<<<<

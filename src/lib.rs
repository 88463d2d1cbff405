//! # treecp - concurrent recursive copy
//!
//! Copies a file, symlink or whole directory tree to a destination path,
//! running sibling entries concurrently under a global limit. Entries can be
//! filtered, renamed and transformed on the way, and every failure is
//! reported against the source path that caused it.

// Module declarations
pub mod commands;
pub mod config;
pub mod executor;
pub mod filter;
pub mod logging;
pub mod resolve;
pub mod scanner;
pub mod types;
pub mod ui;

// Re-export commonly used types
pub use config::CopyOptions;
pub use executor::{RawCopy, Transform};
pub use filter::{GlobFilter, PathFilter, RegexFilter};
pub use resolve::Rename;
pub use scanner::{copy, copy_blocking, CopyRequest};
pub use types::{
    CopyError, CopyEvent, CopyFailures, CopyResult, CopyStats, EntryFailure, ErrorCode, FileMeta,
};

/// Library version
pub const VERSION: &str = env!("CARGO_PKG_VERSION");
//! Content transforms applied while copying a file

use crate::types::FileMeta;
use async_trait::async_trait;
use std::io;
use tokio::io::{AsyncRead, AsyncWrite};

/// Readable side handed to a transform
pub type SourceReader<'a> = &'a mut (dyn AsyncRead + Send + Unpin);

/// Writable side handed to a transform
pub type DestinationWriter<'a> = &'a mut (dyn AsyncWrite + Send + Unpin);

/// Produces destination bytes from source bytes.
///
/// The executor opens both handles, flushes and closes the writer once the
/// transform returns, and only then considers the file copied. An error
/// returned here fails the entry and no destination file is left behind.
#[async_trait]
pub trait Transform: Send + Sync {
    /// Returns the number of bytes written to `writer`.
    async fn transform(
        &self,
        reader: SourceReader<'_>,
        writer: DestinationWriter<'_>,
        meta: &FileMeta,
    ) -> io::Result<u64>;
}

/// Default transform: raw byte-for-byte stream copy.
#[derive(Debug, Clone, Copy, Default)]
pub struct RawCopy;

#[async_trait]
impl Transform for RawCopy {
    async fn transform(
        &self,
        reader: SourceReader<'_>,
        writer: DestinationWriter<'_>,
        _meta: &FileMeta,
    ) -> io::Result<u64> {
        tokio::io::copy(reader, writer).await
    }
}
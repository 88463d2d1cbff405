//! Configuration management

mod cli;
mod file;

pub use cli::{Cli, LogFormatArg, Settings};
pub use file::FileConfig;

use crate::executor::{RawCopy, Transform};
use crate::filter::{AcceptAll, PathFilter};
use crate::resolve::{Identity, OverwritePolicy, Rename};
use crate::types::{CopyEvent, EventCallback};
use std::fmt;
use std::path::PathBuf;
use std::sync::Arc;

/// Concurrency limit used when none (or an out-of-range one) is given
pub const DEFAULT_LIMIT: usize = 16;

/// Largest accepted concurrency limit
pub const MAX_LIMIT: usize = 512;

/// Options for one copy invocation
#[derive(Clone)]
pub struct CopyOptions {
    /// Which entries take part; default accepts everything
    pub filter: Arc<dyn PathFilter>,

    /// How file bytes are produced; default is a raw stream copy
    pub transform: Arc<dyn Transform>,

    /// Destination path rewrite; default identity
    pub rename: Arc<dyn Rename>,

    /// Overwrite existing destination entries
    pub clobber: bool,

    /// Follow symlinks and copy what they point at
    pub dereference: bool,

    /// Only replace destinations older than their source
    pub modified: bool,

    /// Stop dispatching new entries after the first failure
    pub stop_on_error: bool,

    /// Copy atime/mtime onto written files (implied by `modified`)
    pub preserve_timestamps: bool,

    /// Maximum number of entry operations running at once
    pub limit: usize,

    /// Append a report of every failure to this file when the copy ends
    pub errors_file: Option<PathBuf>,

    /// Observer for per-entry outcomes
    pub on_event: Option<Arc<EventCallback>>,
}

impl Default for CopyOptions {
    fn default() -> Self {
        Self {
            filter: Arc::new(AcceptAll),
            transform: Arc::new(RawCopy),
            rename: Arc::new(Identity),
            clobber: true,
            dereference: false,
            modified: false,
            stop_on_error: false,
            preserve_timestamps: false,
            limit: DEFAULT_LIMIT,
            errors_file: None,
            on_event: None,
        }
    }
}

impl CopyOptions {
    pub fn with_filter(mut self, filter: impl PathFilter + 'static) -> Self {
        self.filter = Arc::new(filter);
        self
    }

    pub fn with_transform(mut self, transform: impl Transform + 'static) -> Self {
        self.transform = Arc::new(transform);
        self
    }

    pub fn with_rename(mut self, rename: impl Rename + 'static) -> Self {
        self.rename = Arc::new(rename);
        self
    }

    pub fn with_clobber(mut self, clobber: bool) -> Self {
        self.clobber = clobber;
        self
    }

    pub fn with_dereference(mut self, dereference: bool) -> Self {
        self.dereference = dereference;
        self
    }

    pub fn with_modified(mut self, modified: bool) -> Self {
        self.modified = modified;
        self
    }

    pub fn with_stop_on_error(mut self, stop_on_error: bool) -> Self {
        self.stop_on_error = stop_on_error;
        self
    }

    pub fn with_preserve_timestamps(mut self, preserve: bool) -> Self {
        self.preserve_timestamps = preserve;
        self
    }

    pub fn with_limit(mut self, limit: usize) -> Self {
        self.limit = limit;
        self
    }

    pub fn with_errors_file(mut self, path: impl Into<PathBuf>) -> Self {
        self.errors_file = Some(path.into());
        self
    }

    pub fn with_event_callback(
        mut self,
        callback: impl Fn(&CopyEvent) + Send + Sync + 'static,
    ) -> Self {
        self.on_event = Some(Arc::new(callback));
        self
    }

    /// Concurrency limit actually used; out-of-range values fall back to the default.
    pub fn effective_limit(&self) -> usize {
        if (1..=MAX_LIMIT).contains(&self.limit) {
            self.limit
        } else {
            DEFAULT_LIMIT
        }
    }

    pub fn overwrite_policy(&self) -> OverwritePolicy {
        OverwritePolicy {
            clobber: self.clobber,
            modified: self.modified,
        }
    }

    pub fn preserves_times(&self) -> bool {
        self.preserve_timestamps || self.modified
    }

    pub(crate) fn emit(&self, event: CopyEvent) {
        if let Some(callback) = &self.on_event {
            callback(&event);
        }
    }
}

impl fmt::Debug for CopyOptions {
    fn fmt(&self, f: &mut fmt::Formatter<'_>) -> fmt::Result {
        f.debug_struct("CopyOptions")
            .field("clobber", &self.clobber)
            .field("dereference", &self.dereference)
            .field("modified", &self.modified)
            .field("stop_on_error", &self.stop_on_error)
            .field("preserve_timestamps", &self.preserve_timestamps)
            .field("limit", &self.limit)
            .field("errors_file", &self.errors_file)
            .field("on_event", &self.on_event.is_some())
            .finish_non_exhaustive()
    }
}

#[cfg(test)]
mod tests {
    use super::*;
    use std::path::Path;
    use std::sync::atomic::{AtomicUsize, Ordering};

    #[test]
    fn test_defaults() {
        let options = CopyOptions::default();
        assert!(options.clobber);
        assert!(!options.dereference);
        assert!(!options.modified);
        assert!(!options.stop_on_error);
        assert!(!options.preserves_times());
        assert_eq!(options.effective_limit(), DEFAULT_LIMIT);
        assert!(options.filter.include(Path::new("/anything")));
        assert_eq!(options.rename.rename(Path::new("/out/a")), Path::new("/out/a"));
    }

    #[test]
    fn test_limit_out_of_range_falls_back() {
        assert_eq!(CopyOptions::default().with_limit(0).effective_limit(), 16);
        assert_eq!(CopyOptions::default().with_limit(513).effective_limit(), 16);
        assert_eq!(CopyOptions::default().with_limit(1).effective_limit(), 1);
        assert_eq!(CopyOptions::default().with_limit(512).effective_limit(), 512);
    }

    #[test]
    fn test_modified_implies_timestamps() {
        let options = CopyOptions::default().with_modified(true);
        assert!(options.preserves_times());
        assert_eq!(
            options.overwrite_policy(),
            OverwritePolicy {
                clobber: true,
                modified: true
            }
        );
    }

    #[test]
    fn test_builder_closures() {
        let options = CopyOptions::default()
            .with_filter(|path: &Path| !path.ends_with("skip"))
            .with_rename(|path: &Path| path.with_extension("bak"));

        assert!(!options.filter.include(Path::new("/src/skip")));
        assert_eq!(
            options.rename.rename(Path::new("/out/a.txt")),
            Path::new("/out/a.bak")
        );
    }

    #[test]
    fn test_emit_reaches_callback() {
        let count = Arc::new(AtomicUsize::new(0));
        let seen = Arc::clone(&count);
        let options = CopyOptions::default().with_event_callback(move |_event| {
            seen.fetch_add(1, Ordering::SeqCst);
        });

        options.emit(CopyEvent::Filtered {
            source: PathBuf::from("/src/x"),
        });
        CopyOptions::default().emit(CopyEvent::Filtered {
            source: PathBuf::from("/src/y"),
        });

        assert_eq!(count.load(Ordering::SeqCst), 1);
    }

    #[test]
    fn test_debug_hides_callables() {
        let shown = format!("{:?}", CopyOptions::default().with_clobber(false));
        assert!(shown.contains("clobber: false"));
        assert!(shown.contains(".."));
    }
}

>>>>
<<<<

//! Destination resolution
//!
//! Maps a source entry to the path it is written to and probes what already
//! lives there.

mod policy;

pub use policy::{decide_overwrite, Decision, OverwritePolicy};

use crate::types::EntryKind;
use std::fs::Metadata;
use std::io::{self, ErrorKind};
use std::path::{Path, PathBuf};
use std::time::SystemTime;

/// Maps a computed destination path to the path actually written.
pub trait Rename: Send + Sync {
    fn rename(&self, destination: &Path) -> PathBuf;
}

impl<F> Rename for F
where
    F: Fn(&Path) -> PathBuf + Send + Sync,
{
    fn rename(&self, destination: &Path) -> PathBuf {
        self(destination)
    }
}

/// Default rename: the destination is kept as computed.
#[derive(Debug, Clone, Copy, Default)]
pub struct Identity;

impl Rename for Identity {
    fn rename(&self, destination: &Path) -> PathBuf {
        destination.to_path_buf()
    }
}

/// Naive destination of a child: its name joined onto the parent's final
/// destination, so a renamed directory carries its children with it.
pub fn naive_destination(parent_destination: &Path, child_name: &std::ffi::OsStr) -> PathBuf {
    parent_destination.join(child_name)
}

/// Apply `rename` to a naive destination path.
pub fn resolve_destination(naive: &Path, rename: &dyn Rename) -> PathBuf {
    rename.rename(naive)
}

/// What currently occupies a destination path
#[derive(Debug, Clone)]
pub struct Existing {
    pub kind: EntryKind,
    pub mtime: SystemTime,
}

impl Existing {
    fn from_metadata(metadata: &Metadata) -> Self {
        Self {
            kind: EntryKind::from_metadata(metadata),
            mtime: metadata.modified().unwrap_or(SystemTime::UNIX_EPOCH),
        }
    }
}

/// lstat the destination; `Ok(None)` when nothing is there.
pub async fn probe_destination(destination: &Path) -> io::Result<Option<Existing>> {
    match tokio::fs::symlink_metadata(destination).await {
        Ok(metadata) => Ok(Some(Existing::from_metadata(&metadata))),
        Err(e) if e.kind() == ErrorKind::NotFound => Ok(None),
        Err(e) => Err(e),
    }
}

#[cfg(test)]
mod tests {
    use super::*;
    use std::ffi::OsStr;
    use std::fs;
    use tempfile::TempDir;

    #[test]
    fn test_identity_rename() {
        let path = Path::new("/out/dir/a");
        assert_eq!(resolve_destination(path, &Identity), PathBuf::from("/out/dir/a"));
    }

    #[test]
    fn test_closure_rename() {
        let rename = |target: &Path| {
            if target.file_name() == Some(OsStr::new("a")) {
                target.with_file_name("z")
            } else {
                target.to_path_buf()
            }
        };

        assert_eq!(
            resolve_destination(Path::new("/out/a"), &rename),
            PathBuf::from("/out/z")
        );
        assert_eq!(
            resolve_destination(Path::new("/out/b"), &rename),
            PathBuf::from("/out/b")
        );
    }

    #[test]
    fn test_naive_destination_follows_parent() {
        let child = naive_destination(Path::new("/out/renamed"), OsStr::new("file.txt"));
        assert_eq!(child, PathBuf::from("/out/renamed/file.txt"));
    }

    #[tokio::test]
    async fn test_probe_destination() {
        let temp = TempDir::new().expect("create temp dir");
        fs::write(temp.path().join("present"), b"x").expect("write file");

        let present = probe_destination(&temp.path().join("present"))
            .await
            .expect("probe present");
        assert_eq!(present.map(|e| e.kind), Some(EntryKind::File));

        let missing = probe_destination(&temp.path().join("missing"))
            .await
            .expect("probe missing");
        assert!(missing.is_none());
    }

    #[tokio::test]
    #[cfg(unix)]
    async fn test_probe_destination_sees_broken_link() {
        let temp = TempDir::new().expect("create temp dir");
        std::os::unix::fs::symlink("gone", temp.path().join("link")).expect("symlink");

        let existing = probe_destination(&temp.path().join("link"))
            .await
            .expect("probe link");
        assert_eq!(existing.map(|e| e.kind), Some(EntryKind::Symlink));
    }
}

>>>>

• TASK GOAL: Pull out every line in the data above that has the word "shown".

• RESULT:
        let shown = format!("{:?}", CopyOptions::default().with_clobber(false));
        assert!(shown.contains("clobber: false"));
        assert!(shown.contains(".."));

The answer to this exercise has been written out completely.